- _Aim of the task_:
Search the records for lines that contain the word "FieldConstraints". Copy them all.

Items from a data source
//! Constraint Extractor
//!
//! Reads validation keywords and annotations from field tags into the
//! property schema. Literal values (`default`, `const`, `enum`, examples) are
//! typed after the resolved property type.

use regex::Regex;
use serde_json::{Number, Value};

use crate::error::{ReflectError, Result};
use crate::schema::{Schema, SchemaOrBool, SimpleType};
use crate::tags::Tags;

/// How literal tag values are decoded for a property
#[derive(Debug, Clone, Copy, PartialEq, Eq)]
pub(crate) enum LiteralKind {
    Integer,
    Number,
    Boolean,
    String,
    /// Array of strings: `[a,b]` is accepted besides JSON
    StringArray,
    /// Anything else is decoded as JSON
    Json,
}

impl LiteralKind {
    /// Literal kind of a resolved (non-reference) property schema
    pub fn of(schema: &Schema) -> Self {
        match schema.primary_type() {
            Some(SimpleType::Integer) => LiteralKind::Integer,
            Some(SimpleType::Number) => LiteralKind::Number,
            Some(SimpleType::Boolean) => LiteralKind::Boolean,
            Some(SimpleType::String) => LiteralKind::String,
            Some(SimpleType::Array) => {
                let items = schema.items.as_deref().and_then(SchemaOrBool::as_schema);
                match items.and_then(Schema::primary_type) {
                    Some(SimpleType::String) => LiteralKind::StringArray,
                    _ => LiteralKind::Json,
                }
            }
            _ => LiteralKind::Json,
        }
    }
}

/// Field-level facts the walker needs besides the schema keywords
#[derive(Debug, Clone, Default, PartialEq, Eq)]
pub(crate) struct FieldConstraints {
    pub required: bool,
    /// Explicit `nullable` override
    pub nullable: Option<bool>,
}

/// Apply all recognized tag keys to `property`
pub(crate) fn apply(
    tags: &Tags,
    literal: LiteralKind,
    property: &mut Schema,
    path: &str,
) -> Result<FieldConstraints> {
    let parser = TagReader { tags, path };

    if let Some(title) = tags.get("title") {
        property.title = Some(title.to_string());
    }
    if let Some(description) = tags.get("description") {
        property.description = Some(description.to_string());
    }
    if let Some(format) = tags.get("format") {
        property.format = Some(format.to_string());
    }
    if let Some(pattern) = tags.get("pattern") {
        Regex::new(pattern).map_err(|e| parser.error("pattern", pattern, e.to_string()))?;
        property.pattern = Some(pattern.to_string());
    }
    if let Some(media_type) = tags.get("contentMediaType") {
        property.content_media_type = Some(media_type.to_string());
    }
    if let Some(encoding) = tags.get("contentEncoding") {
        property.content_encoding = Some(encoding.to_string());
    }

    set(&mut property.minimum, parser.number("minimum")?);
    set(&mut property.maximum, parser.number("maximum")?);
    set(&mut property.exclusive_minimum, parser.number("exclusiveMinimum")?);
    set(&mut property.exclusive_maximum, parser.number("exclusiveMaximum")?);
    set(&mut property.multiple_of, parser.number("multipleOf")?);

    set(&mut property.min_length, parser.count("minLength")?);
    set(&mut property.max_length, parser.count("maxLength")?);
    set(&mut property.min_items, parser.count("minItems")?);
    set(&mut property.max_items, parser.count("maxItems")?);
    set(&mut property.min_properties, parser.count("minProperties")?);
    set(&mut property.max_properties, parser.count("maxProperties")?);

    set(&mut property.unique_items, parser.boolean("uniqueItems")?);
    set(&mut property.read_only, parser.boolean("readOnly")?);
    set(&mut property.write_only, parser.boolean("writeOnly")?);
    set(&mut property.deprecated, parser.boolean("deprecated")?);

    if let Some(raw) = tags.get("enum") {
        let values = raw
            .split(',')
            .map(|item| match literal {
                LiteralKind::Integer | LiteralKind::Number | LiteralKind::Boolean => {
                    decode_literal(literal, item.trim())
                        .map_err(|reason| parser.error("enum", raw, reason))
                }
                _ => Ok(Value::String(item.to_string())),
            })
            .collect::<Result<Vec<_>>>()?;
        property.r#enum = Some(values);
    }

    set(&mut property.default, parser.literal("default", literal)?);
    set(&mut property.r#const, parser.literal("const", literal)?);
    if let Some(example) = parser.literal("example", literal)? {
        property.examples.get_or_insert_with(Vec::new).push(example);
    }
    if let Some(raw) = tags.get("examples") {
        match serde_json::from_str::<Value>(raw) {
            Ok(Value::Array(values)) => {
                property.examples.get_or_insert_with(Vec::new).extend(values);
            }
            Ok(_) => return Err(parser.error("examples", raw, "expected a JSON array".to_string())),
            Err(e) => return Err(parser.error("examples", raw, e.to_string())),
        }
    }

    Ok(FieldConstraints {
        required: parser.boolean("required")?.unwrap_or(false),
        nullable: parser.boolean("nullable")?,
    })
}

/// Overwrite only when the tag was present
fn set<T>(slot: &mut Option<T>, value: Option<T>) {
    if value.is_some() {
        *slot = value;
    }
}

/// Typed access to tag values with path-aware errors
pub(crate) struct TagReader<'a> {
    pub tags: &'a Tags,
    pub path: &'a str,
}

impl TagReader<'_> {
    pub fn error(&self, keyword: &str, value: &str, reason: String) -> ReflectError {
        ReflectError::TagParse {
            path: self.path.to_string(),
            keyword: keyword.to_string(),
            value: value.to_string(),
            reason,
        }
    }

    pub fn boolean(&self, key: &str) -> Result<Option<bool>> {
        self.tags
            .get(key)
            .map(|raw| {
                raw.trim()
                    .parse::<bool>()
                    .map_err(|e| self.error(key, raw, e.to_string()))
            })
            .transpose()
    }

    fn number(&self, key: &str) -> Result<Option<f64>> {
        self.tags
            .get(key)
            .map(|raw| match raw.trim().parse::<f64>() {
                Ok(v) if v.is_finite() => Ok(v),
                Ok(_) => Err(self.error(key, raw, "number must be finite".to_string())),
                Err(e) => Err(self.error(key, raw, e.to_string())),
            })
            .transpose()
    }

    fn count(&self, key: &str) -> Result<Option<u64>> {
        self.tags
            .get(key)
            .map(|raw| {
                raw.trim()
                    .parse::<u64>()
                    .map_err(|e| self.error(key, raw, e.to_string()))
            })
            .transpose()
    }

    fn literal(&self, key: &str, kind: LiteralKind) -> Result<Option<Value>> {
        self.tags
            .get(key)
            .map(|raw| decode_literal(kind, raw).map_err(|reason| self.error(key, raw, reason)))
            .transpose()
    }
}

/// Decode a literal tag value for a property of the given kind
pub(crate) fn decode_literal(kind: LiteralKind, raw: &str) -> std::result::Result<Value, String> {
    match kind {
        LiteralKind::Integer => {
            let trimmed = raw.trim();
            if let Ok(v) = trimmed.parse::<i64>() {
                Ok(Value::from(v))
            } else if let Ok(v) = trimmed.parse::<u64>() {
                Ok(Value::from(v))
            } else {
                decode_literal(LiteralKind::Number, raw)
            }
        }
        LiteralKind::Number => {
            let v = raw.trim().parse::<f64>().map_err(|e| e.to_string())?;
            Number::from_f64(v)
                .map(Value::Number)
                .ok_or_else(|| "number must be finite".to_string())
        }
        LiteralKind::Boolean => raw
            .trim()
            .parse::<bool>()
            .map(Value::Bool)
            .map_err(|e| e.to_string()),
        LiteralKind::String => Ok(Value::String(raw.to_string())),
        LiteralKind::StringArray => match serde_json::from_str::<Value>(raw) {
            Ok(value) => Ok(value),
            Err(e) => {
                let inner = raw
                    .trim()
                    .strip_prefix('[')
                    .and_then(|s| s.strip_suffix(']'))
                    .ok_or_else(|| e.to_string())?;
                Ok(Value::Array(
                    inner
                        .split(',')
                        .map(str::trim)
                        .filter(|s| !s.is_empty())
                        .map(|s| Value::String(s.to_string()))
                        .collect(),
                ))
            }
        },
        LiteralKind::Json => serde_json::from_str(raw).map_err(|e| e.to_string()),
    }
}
==
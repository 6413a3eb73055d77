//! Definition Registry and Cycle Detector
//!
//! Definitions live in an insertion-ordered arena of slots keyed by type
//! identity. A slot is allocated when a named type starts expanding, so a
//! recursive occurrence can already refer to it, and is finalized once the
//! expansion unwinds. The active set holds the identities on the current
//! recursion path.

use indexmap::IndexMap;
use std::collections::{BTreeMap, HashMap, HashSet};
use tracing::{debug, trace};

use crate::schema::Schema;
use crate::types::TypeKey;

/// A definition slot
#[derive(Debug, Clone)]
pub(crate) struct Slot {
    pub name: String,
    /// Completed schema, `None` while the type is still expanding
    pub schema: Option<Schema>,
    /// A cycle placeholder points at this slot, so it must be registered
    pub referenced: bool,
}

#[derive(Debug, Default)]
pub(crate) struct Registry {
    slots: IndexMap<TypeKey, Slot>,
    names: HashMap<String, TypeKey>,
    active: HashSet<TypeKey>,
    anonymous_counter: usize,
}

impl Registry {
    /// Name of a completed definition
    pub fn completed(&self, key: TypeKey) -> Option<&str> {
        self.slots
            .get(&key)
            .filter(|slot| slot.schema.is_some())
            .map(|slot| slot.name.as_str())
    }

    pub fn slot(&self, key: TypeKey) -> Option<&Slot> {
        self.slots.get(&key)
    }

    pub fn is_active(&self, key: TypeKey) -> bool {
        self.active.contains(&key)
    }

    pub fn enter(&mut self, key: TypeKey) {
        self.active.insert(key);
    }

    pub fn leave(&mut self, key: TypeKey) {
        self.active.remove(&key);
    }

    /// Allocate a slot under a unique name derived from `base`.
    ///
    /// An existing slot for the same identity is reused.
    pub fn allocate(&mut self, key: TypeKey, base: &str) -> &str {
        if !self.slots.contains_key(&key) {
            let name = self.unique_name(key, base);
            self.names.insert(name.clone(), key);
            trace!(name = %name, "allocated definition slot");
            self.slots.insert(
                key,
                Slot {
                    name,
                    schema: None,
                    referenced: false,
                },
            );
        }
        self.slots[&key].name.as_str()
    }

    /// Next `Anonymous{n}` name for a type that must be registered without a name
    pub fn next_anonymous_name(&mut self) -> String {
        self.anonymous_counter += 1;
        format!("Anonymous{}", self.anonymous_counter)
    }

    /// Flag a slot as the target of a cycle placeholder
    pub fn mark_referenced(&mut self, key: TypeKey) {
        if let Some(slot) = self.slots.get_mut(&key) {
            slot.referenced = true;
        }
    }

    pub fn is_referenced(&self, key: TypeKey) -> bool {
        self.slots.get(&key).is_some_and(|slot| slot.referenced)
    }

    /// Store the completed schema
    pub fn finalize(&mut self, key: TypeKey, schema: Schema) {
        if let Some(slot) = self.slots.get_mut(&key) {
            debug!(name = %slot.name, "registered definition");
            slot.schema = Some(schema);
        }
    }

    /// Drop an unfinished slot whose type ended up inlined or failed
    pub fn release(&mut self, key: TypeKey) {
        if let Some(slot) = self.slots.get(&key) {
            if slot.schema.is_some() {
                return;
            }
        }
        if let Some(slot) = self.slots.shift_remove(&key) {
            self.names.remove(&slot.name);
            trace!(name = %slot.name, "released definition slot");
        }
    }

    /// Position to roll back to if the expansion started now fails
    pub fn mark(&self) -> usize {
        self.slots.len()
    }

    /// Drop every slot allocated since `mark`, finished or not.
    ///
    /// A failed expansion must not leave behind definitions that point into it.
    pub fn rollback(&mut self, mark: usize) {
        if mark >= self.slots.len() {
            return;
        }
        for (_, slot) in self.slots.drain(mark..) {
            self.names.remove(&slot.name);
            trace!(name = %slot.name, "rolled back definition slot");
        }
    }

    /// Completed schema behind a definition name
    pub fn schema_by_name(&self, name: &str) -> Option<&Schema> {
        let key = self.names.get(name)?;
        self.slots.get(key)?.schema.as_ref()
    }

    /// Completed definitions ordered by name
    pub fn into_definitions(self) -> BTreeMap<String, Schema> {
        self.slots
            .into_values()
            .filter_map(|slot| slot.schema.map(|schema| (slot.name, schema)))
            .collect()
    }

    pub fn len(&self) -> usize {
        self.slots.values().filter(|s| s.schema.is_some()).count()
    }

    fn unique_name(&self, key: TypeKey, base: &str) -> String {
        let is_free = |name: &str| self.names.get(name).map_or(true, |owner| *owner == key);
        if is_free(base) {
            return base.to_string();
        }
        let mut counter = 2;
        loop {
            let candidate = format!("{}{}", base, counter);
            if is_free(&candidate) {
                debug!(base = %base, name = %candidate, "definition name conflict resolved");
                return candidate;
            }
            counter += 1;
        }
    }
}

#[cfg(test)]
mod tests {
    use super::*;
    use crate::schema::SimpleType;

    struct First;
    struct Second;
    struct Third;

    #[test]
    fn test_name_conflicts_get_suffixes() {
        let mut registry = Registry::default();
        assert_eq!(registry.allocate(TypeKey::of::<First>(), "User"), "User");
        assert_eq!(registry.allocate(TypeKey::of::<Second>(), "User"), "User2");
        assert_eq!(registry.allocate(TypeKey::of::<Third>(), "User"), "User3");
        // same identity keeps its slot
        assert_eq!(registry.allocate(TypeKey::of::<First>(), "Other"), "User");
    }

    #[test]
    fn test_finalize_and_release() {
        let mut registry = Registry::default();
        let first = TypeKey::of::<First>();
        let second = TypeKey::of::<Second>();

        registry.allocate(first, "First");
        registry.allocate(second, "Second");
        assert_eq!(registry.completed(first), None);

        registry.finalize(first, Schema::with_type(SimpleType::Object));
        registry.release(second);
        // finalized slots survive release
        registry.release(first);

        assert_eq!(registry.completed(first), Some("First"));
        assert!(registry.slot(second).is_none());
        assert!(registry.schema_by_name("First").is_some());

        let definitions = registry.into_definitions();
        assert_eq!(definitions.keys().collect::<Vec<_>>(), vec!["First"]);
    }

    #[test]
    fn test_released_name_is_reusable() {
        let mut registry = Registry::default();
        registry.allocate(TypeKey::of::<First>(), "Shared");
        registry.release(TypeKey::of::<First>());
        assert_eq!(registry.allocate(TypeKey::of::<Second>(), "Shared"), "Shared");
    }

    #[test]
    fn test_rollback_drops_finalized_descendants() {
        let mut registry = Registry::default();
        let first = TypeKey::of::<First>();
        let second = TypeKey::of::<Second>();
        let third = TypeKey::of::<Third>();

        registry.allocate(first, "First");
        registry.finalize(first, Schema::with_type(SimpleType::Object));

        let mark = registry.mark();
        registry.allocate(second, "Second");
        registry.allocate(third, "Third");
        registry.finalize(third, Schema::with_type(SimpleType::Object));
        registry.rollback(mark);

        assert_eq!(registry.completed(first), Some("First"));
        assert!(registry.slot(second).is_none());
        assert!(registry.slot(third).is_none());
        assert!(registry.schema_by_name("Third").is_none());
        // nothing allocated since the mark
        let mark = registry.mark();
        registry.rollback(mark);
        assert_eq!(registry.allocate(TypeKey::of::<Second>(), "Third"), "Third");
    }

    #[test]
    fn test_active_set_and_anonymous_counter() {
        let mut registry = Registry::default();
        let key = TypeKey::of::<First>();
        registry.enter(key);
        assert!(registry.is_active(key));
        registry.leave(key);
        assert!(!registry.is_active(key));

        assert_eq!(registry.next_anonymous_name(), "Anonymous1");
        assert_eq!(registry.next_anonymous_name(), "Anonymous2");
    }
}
---
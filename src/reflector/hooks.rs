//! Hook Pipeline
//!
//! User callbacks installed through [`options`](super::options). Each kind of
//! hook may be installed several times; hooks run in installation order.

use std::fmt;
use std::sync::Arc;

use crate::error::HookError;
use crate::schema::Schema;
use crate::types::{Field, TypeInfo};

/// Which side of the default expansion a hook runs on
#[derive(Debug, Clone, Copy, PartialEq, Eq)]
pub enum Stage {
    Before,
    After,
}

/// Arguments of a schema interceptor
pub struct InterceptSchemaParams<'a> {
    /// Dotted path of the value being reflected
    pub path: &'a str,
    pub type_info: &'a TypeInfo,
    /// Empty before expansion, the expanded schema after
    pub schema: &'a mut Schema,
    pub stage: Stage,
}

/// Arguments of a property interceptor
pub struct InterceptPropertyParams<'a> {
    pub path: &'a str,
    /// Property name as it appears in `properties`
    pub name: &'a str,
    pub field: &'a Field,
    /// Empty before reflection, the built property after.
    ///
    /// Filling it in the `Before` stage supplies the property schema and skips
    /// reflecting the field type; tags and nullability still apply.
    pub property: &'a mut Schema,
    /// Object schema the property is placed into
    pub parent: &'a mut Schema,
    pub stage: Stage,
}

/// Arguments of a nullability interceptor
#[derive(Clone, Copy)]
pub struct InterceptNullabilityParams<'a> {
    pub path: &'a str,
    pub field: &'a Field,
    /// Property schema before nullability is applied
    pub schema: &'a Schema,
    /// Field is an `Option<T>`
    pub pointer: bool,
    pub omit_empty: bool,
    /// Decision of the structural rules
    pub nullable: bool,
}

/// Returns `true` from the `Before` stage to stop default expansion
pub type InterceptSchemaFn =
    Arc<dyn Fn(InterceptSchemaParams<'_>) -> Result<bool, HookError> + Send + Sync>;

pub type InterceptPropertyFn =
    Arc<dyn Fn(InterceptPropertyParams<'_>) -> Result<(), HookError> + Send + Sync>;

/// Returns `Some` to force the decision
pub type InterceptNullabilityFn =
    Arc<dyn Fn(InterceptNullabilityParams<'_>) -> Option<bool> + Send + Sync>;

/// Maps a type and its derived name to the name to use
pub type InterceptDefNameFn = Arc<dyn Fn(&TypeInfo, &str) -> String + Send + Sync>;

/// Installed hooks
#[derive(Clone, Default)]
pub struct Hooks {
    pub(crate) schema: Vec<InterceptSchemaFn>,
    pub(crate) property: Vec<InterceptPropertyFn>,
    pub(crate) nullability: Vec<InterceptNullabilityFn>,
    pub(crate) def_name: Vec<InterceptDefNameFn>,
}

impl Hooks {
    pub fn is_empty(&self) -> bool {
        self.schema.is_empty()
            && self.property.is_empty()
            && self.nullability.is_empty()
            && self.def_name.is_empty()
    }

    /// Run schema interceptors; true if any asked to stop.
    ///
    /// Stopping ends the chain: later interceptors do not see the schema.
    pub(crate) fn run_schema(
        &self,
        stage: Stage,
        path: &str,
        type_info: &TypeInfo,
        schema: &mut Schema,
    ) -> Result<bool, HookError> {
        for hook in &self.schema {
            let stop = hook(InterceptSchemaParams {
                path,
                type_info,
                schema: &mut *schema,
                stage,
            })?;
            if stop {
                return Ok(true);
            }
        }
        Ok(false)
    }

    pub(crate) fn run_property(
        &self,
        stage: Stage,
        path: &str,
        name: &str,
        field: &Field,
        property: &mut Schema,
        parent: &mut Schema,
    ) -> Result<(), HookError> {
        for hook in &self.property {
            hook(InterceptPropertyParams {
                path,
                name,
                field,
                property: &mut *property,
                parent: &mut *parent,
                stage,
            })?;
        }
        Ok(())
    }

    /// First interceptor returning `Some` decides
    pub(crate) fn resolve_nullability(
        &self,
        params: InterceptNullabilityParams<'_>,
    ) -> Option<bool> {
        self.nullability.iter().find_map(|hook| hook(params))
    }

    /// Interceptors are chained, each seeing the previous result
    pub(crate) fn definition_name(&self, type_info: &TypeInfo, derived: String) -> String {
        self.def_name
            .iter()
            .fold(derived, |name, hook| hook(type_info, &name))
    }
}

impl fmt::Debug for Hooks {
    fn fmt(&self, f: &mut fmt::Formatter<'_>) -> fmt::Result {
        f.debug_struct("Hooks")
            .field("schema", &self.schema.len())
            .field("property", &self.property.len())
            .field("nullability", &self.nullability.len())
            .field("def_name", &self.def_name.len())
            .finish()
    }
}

- _Response_:
pub(crate) struct FieldConstraints {
) -> Result<FieldConstraints> {
    Ok(FieldConstraints {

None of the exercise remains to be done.